Todo conspira para que las mujeres no escribamos… Me pregunto si los hombres pasan por las mismas. En otro ensayo, doña Virginia dice que los escritores tienen más ventajas que las mujeres que quieren escribir. «Mientras que a los hombres que escriben el mundo les dice: ‘Escribe si quieres, me da lo mismo’, a las mujeres que escriben les dice: ‘¿Escribir? ¿Para qué quieres escribir?’ y les suelta una risotada».

Pensaba en el lápiz. Escribir para mantenerse cuerda. Algo de eso sabía Virginia. Su primera depresión sucedió cuando su madre murió. Intentó suicidarse. En aquel tiempo la melancolía y la histeria eran los males mentales más diagnosticados a las mujeres, otro modo de volverles a soltar una risotada a la cara. A Virginia la internaron.

Después de esa época difícil, Virginia se lanzó a buscar lápices por Londres. Es decir: empezó a escribir. Se mudó con sus hermanos Toby y Vanessa al barrio de Bloomsbury. Y algo sucedió.

La historia tiene modos curiosos de forjarse. Lo que en términos chilangos equivaldría a irse de roomies a la Roma se convirtió en el nacimiento de uno de los círculos intelectuales más importantes del siglo XX.

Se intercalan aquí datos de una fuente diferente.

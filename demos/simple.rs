//! Dumping a derived struct.
//!
//! Run with: cargo run --example simple

use serde::Serialize;
use std::error::Error;
use var_dumper::dump_serialize;

#[derive(Debug, Serialize)]
struct User {
    id: u32,
    name: String,
    email: Option<String>,
    scores: Vec<f64>,
}

fn main() -> Result<(), Box<dyn Error>> {
    let users = vec![
        User {
            id: 42,
            name: "Alice Johnson".to_string(),
            email: Some("alice@example.com".to_string()),
            scores: vec![9.5, 7.0],
        },
        User {
            id: 43,
            name: "Bob Smith".to_string(),
            email: None,
            scores: vec![],
        },
    ];

    println!("{}", dump_serialize(&users)?);

    Ok(())
}
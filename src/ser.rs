//! Conversion of `Serialize` types into dumpable values.
//!
//! [`ValueSerializer`] is a serde [`Serializer`](serde::Serializer) whose
//! output is a [`Value`]. It lets any Rust type that derives `Serialize` be
//! dumped without hand-building a value graph.
//!
//! ## Conversion rules
//!
//! - structs and maps become mappings, fields in declaration order
//! - sequences, tuples, tuple structs and byte slices become sequences
//! - `None`, `()` and unit structs become `null`
//! - integers outside the `i64` range become big integers
//! - unit variants become strings; newtype, tuple and struct variants become
//!   a single-member mapping keyed by the variant name
//! - map keys that are strings, chars, integers or bools are stringified;
//!   any other key is an [`Error::KeyMustBeString`]
//!
//! ## Examples
//!
//! ```rust
//! use serde::Serialize;
//! use var_dumper::{dump_serialize, to_value};
//!
//! #[derive(Serialize)]
//! enum Shape { Circle { r: u8 } }
//!
//! let value = to_value(&Shape::Circle { r: 2 }).unwrap();
//! assert_eq!(value.as_mapping().unwrap().keys(), vec!["Circle"]);
//!
//! let dumped = dump_serialize(&Shape::Circle { r: 2 }).unwrap();
//! assert!(dumped.contains("'Circle' => mapping (size=1) {"));
//! ```

use crate::{classify, Error, Map, Number, Result, Value};
use serde::{ser, Serialize};

/// Serializer producing a [`Value`].
pub struct ValueSerializer;

pub struct SerializeVec {
    vec: Vec<Value>,
    variant: Option<&'static str>,
}

pub struct SerializeMap {
    map: Map,
    current_key: Option<String>,
    variant: Option<&'static str>,
}

impl ser::Serializer for ValueSerializer {
    type Ok = Value;
    type Error = Error;

    type SerializeSeq = SerializeVec;
    type SerializeTuple = SerializeVec;
    type SerializeTupleStruct = SerializeVec;
    type SerializeTupleVariant = SerializeVec;
    type SerializeMap = SerializeMap;
    type SerializeStruct = SerializeMap;
    type SerializeStructVariant = SerializeMap;

    fn serialize_bool(self, v: bool) -> Result<Value> {
        Ok(Value::Bool(v))
    }

    fn serialize_i8(self, v: i8) -> Result<Value> {
        Ok(Value::from(v))
    }

    fn serialize_i16(self, v: i16) -> Result<Value> {
        Ok(Value::from(v))
    }

    fn serialize_i32(self, v: i32) -> Result<Value> {
        Ok(Value::from(v))
    }

    fn serialize_i64(self, v: i64) -> Result<Value> {
        Ok(Value::Number(Number::Integer(v)))
    }

    fn serialize_i128(self, v: i128) -> Result<Value> {
        Ok(Value::from(v))
    }

    fn serialize_u8(self, v: u8) -> Result<Value> {
        Ok(Value::from(v))
    }

    fn serialize_u16(self, v: u16) -> Result<Value> {
        Ok(Value::from(v))
    }

    fn serialize_u32(self, v: u32) -> Result<Value> {
        Ok(Value::from(v))
    }

    fn serialize_u64(self, v: u64) -> Result<Value> {
        Ok(Value::from(v))
    }

    fn serialize_u128(self, v: u128) -> Result<Value> {
        Ok(Value::from(v))
    }

    fn serialize_f32(self, v: f32) -> Result<Value> {
        Ok(Value::from(v))
    }

    fn serialize_f64(self, v: f64) -> Result<Value> {
        Ok(Value::Number(Number::Float(v)))
    }

    fn serialize_char(self, v: char) -> Result<Value> {
        Ok(Value::String(v.to_string()))
    }

    fn serialize_str(self, v: &str) -> Result<Value> {
        Ok(Value::String(v.to_string()))
    }

    fn serialize_bytes(self, v: &[u8]) -> Result<Value> {
        Ok(v.iter().map(|&b| Value::from(b)).collect())
    }

    fn serialize_none(self) -> Result<Value> {
        Ok(Value::Null)
    }

    fn serialize_some<T>(self, value: &T) -> Result<Value>
    where
        T: ?Sized + Serialize,
    {
        value.serialize(self)
    }

    fn serialize_unit(self) -> Result<Value> {
        Ok(Value::Null)
    }

    fn serialize_unit_struct(self, _name: &'static str) -> Result<Value> {
        Ok(Value::Null)
    }

    fn serialize_unit_variant(
        self,
        _name: &'static str,
        _variant_index: u32,
        variant: &'static str,
    ) -> Result<Value> {
        Ok(Value::String(variant.to_string()))
    }

    fn serialize_newtype_struct<T>(self, _name: &'static str, value: &T) -> Result<Value>
    where
        T: ?Sized + Serialize,
    {
        value.serialize(self)
    }

    fn serialize_newtype_variant<T>(
        self,
        _name: &'static str,
        _variant_index: u32,
        variant: &'static str,
        value: &T,
    ) -> Result<Value>
    where
        T: ?Sized + Serialize,
    {
        Ok(tag_variant(variant, to_value(value)?))
    }

    fn serialize_seq(self, len: Option<usize>) -> Result<SerializeVec> {
        Ok(SerializeVec::new(len.unwrap_or(0), None))
    }

    fn serialize_tuple(self, len: usize) -> Result<SerializeVec> {
        Ok(SerializeVec::new(len, None))
    }

    fn serialize_tuple_struct(self, _name: &'static str, len: usize) -> Result<SerializeVec> {
        Ok(SerializeVec::new(len, None))
    }

    fn serialize_tuple_variant(
        self,
        _name: &'static str,
        _variant_index: u32,
        variant: &'static str,
        len: usize,
    ) -> Result<SerializeVec> {
        Ok(SerializeVec::new(len, Some(variant)))
    }

    fn serialize_map(self, _len: Option<usize>) -> Result<SerializeMap> {
        Ok(SerializeMap::new(None))
    }

    fn serialize_struct(self, _name: &'static str, _len: usize) -> Result<SerializeMap> {
        Ok(SerializeMap::new(None))
    }

    fn serialize_struct_variant(
        self,
        _name: &'static str,
        _variant_index: u32,
        variant: &'static str,
        _len: usize,
    ) -> Result<SerializeMap> {
        Ok(SerializeMap::new(Some(variant)))
    }
}

impl SerializeVec {
    fn new(capacity: usize, variant: Option<&'static str>) -> Self {
        SerializeVec {
            vec: Vec::with_capacity(capacity),
            variant,
        }
    }

    fn push<T: ?Sized + Serialize>(&mut self, value: &T) -> Result<()> {
        self.vec.push(to_value(value)?);
        Ok(())
    }

    fn finish(self) -> Value {
        let value = Value::from(self.vec);
        match self.variant {
            Some(variant) => tag_variant(variant, value),
            None => value,
        }
    }
}

impl SerializeMap {
    fn new(variant: Option<&'static str>) -> Self {
        SerializeMap {
            map: Map::new(),
            current_key: None,
            variant,
        }
    }

    fn finish(self) -> Value {
        let value = Value::from(self.map);
        match self.variant {
            Some(variant) => tag_variant(variant, value),
            None => value,
        }
    }
}

impl ser::SerializeSeq for SerializeVec {
    type Ok = Value;
    type Error = Error;

    fn serialize_element<T>(&mut self, value: &T) -> Result<()>
    where
        T: ?Sized + Serialize,
    {
        self.push(value)
    }

    fn end(self) -> Result<Value> {
        Ok(self.finish())
    }
}

impl ser::SerializeTuple for SerializeVec {
    type Ok = Value;
    type Error = Error;

    fn serialize_element<T>(&mut self, value: &T) -> Result<()>
    where
        T: ?Sized + Serialize,
    {
        self.push(value)
    }

    fn end(self) -> Result<Value> {
        Ok(self.finish())
    }
}

impl ser::SerializeTupleStruct for SerializeVec {
    type Ok = Value;
    type Error = Error;

    fn serialize_field<T>(&mut self, value: &T) -> Result<()>
    where
        T: ?Sized + Serialize,
    {
        self.push(value)
    }

    fn end(self) -> Result<Value> {
        Ok(self.finish())
    }
}

impl ser::SerializeTupleVariant for SerializeVec {
    type Ok = Value;
    type Error = Error;

    fn serialize_field<T>(&mut self, value: &T) -> Result<()>
    where
        T: ?Sized + Serialize,
    {
        self.push(value)
    }

    fn end(self) -> Result<Value> {
        Ok(self.finish())
    }
}

impl ser::SerializeMap for SerializeMap {
    type Ok = Value;
    type Error = Error;

    fn serialize_key<T>(&mut self, key: &T) -> Result<()>
    where
        T: ?Sized + Serialize,
    {
        self.current_key = Some(key_text(to_value(key)?)?);
        Ok(())
    }

    fn serialize_value<T>(&mut self, value: &T) -> Result<()>
    where
        T: ?Sized + Serialize,
    {
        let key = self
            .current_key
            .take()
            .ok_or_else(|| Error::custom("serialize_value called without serialize_key"))?;
        self.map.insert(key, to_value(value)?);
        Ok(())
    }

    fn end(self) -> Result<Value> {
        Ok(self.finish())
    }
}

impl ser::SerializeStruct for SerializeMap {
    type Ok = Value;
    type Error = Error;

    fn serialize_field<T>(&mut self, key: &'static str, value: &T) -> Result<()>
    where
        T: ?Sized + Serialize,
    {
        self.map.insert(key.to_string(), to_value(value)?);
        Ok(())
    }

    fn end(self) -> Result<Value> {
        Ok(self.finish())
    }
}

impl ser::SerializeStructVariant for SerializeMap {
    type Ok = Value;
    type Error = Error;

    fn serialize_field<T>(&mut self, key: &'static str, value: &T) -> Result<()>
    where
        T: ?Sized + Serialize,
    {
        self.map.insert(key.to_string(), to_value(value)?);
        Ok(())
    }

    fn end(self) -> Result<Value> {
        Ok(self.finish())
    }
}

/// Converts any `T: Serialize` into a [`Value`].
///
/// # Examples
///
/// ```rust
/// use serde::Serialize;
/// use var_dumper::to_value;
///
/// #[derive(Serialize)]
/// struct Point { x: i32, y: i32 }
///
/// let value = to_value(&Point { x: 1, y: 2 }).unwrap();
/// assert!(value.is_mapping());
/// ```
///
/// # Errors
///
/// Returns an error if a map key cannot be expressed as text, or if the
/// type's `Serialize` implementation reports one.
pub fn to_value<T>(value: &T) -> Result<Value>
where
    T: ?Sized + Serialize,
{
    value.serialize(ValueSerializer)
}

fn tag_variant(variant: &'static str, value: Value) -> Value {
    let mut map = Map::with_capacity(1);
    map.insert(variant.to_string(), value);
    Value::from(map)
}

fn key_text(key: Value) -> Result<String> {
    match key {
        Value::String(s) => Ok(s),
        Value::Number(n) => Ok(n.to_string()),
        Value::Bool(b) => Ok(b.to_string()),
        Value::BigInt(bi) => Ok(bi.to_string()),
        other => Err(Error::key_must_be_string(classify(&other).as_str())),
    }
}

El Grupo Bloomsbury se creó alrededor de las hermanas Stephen (el nombre de nacimiento de Virginia es Adeline Virginia Stephen). Aunque no fueron universitarias, la agudeza de su mente, en especial de Virginia —aunque Vanessa también era fuera de serie; eso se puede comprobar en sus cartas— les permitía hablar de igual a igual con personas como el crítico Lytton Strachey, el economista John Maynard Keynes y el escritor E.M. Forster.

Suena todo muy intelectual y trascendente, pero en aquel tiempo, la década de los 20 y los 30 (wow, ya casi un siglo), eran solo un grupo de jovenzuelos que bebían, se besaban entre todos y le tomaban el pelo a los adultos. Les digo, era como vivir en la Roma o en la Narvarte.

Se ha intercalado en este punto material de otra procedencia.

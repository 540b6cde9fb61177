//! Error types for the serde bridge.
//!
//! Dumping itself never fails: every [`Value`](crate::Value) classifies into
//! some [`Kind`](crate::Kind) and every leaf renders to some text. Errors only
//! arise when converting a Rust value into a [`Value`](crate::Value) through
//! [`to_value`](crate::to_value) or [`dump_serialize`](crate::dump_serialize),
//! or when deserializing a [`Value`](crate::Value) from another serde format.
//!
//! ## Examples
//!
//! ```rust
//! use std::collections::BTreeMap;
//! use var_dumper::{to_value, Error};
//!
//! let mut map = BTreeMap::new();
//! map.insert(vec![1, 2], "tuple-ish key");
//!
//! let result = to_value(&map);
//! assert!(matches!(result, Err(Error::KeyMustBeString(_))));
//! ```

use std::fmt;
use thiserror::Error;

/// Errors raised while bridging serde data into a dumpable [`Value`](crate::Value).
#[derive(Debug, Clone, Error)]
pub enum Error {
    /// A map key could not be turned into mapping key text
    #[error("Map key must be a string, integer, char or bool, found {0}")]
    KeyMustBeString(String),

    /// Custom error
    #[error("Error: {0}")]
    Custom(String),
}

impl Error {
    /// Creates a key error naming the offending key shape.
    ///
    /// # Examples
    ///
    /// ```rust
    /// use var_dumper::Error;
    ///
    /// let err = Error::key_must_be_string("sequence");
    /// assert!(err.to_string().contains("found sequence"));
    /// ```
    pub fn key_must_be_string(found: &str) -> Self {
        Error::KeyMustBeString(found.to_string())
    }

    /// Creates a custom error with a display message.
    ///
    /// # Examples
    ///
    /// ```rust
    /// use var_dumper::Error;
    ///
    /// let err = Error::custom("something went wrong");
    /// assert!(err.to_string().contains("something went wrong"));
    /// ```
    pub fn custom<T: fmt::Display>(msg: T) -> Self {
        Error::Custom(msg.to_string())
    }
}

impl serde::ser::Error for Error {
    fn custom<T: fmt::Display>(msg: T) -> Self {
        Error::Custom(msg.to_string())
    }
}

impl serde::de::Error for Error {
    fn custom<T: fmt::Display>(msg: T) -> Self {
        Error::Custom(msg.to_string())
    }
}

pub type Result<T> = std::result::Result<T, Error>;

A ese grupo se sumó un día un judío brillante y pobre de nombre Leonard Woolf. Se enamoró de Virginia en cuanto la vio. Uno puede imaginar que fue seducido por la mente de la escritora, pero al parecer lo que le llamó la atención fue el tamaño de sus ojos, notables desde larga distancia.

Virginia y Leonard el día de su boda

Virginia y Leonard se casaron sin gran ceremonia puesto que no eran «personas de medios». No importa, su matrimonio fue feliz desde el principio. Y hasta el final de sus días, de los días de ambos, Leonard cuidó de Virginia con un amor que pocas veces este mundo ha visto.

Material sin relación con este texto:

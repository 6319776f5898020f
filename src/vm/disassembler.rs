//! Disassembler - Renders a [`Program`] back to canonical assembly
//!
//! Output reassembles to the same program: every instruction is written in
//! canonical operand order with numeric immediates, data becomes `.bytes`
//! lines, and a non-zero entry point is marked with a global `main` label.

use super::linker::ENTRY_SYMBOL;
use super::program::Program;
use crate::error::Result;
use std::fmt::Write;

/// Data bytes per `.bytes` line
const BYTES_PER_LINE: usize = 16;

/// Disassemble a program to canonical text
pub fn disassemble(program: &Program) -> Result<String> {
    let instructions = program.instructions()?;
    let mut out = String::new();

    out.push_str(".code\n");
    let mark_entry = program.entry != 0;
    if mark_entry {
        let _ = writeln!(out, ".global {}", ENTRY_SYMBOL);
    }
    for (idx, instr) in instructions.iter().enumerate() {
        if mark_entry && idx == program.entry {
            let _ = writeln!(out, "{}:", ENTRY_SYMBOL);
        }
        let _ = writeln!(out, "    {}", instr);
    }
    // Entry past the last instruction still needs its label
    if mark_entry && program.entry >= instructions.len() {
        let _ = writeln!(out, "{}:", ENTRY_SYMBOL);
    }

    if !program.data.is_empty() {
        out.push_str(".data\n");
        for chunk in program.data.chunks(BYTES_PER_LINE) {
            let _ = writeln!(out, "    .bytes \"{}\"", escape_bytes(chunk));
        }
    }

    Ok(out)
}

/// Escape bytes for a `.bytes` string literal
fn escape_bytes(bytes: &[u8]) -> String {
    let mut s = String::with_capacity(bytes.len());
    for &b in bytes {
        match b {
            b'"' => s.push_str("\\\""),
            b'\\' => s.push_str("\\\\"),
            0x20..=0x7E => s.push(b as char),
            _ => {
                let _ = write!(s, "\\x{:02X}", b);
            }
        }
    }
    s
}

#[cfg(test)]
mod tests {
    use super::*;
    use crate::vm::assembler::assemble_program;
    use crate::vm::instruction::Instruction;
    use crate::vm::opcode::{OperandPattern, Opcode};
    use crate::trit_array::TritArray;
    use crate::vm::register::{Reg, REGISTER_COUNT, WORD_TRITS};
    use rand::rngs::StdRng;
    use rand::{Rng, SeedableRng};

    #[test]
    fn test_disassemble_text() {
        let program = Program::new(&[
            Instruction::li(Reg::R1, -7),
            Instruction::store(Reg::R1, Reg::R2, 3),
            Instruction::halt(),
        ]);
        let text = disassemble(&program).unwrap();
        assert_eq!(text, ".code\n    LI R1, -7\n    STORE R1, R2, 3\n    HALT\n");
    }

    #[test]
    fn test_entry_and_data_survive() {
        let program = Program::new(&[
            Instruction::nop(),
            Instruction::li(Reg::R0, 1),
            Instruction::jmp(-1),
        ])
        .with_data(vec![b'a', b'"', b'\\', 0, 0xFF, b';', b'\n'])
        .with_entry(1);

        let text = disassemble(&program).unwrap();
        assert!(text.contains("main:\n    LI R0, 1"));
        assert!(text.contains(r#".bytes "a\"\\\x00\xFF;\x0A""#));

        let back = assemble_program(&text).unwrap();
        assert_eq!(back, program);
    }

    #[test]
    fn test_free_form_source_canonicalizes() {
        let source = r#"
; counts down from 0x0A
.data
greeting:  .bytes "hi"
answer:    .word 0t+-0
pad:       .zero 2

.code
.global main
start:  nop
main:   li   r1,0x0A          ; ten
        LOAD r4 , R0 , answer
loop:   dec R1
        GATE r5,R4,r4,consensus
        store R5, r2, -0x3
        JNZ R1,loop
        call done
        HALT
done:   RET
"#;
        let program = assemble_program(source).unwrap();
        let text = disassemble(&program).unwrap();

        let word = TritArray::from_int_width(6, WORD_TRITS).unwrap();
        let data = [b"hi".as_slice(), word.to_packed_bytes(), &[0u8, 0][..]].concat();
        let expected = format!(
            ".code
.global main
    NOP
main:
    LI R1, 10
    LOAD R4, R0, 2
    DEC R1
    GATE R5, R4, R4, {}
    STORE R5, R2, -3
    JNZ R1, -3
    CALL 2
    HALT
    RET
.data
    .bytes \"{}\"
",
            crate::gate::CONSENSUS,
            escape_bytes(&data)
        );
        assert_eq!(text, expected);

        // Canonical text is a fixed point
        let again = assemble_program(&text).unwrap();
        assert_eq!(again, program);
        assert_eq!(disassemble(&again).unwrap(), text);
    }

    #[test]
    fn test_entry_past_end() {
        let program = Program::new(&[Instruction::nop()]).with_entry(1);
        let back = assemble_program(&disassemble(&program).unwrap()).unwrap();
        assert_eq!(back.entry, 1);
    }

    fn random_instruction(rng: &mut StdRng) -> Instruction {
        let opcode = Opcode::ALL[rng.gen_range(0..Opcode::ALL.len())];
        let mut reg = || Reg::new(rng.gen_range(0..REGISTER_COUNT as u8)).unwrap();
        let (a, b, c) = (reg(), reg(), reg());
        let imm: i16 = rng.gen();
        let mut instr = Instruction::system(opcode);
        match opcode.operands() {
            OperandPattern::None => {}
            OperandPattern::Rd => instr.rd = a,
            OperandPattern::Rs1 => instr.rs1 = a,
            OperandPattern::RdRs1 => (instr.rd, instr.rs1) = (a, b),
            OperandPattern::RdImm => (instr.rd, instr.imm) = (a, imm),
            OperandPattern::RdRs1Rs2 => (instr.rd, instr.rs1, instr.rs2) = (a, b, c),
            OperandPattern::RdRs1Rs2Imm => {
                let index = rng.gen_range(0..crate::gate::DYADIC_COUNT) as u16;
                (instr.rd, instr.rs1, instr.rs2, instr.imm) = (a, b, c, index as i16);
            }
            OperandPattern::RdRs1Imm => (instr.rd, instr.rs1, instr.imm) = (a, b, imm),
            OperandPattern::Rs2Rs1Imm => (instr.rs2, instr.rs1, instr.imm) = (a, b, imm),
            OperandPattern::Imm => instr.imm = imm,
            OperandPattern::Rs1Imm => (instr.rs1, instr.imm) = (a, imm),
        }
        instr
    }

    #[test]
    fn test_random_programs_reassemble() {
        let mut rng = StdRng::seed_from_u64(0x7E05);
        for _ in 0..50 {
            let len = rng.gen_range(1..40);
            let code: Vec<Instruction> = (0..len).map(|_| random_instruction(&mut rng)).collect();
            let data: Vec<u8> = (0..rng.gen_range(0..40)).map(|_| rng.gen()).collect();
            let entry = rng.gen_range(0..len);
            let program = Program::new(&code).with_data(data).with_entry(entry);

            let text = disassemble(&program).unwrap();
            let back = assemble_program(&text).unwrap();
            assert_eq!(back, program, "round trip failed for:\n{}", text);
        }
    }
}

El lápiz, el lápiz. Virginia escribía de pie, a lápiz y luego corregía con una pluma morada. Tengo su rostro tatuado en le brazo izquierdo: es mi chamana. Hace más de 20 años fui a Londres a buscarla. Uno de esos viajes que son mejores en el recuerdo: mi hermano y yo nos peleamos más de una vez porque el quería ir de pubs y yo no bebía. Viajamos en tren a Sussex a encontrar su casa en Rodmell, Monk’s House, donde ella y Leonard fueron felices. Virginia tenía su cuarto propio, por supuesto: un cobertizo en la parte de atrás de la propiedad. Ahí fundaron Hogarth Press, la editorial clave del Grupo Bloomsbury.

Virginia y T.S. Elliot. Foto: Lady Ottoline Morrell

Fue ahí donde Virginia decidió suicidarse. En 1941, con un nuevo episodio depresivo y con la espada de Damocles de la guerra sobre su cabeza (en cualquier momento se esperaba la invasión de los nazis sobre Inglaterra), doña Virginia se tiró al río Ouse. Antes le escribió una carta a Leonard, en la que le dice una de sus frases más bellas: «Todo me ha abandonado excepto la certidumbre de tu bondad».

El lápiz. Aquí lo tengo. Me pongo a escribir. Feliz cumpleaños, Virginia.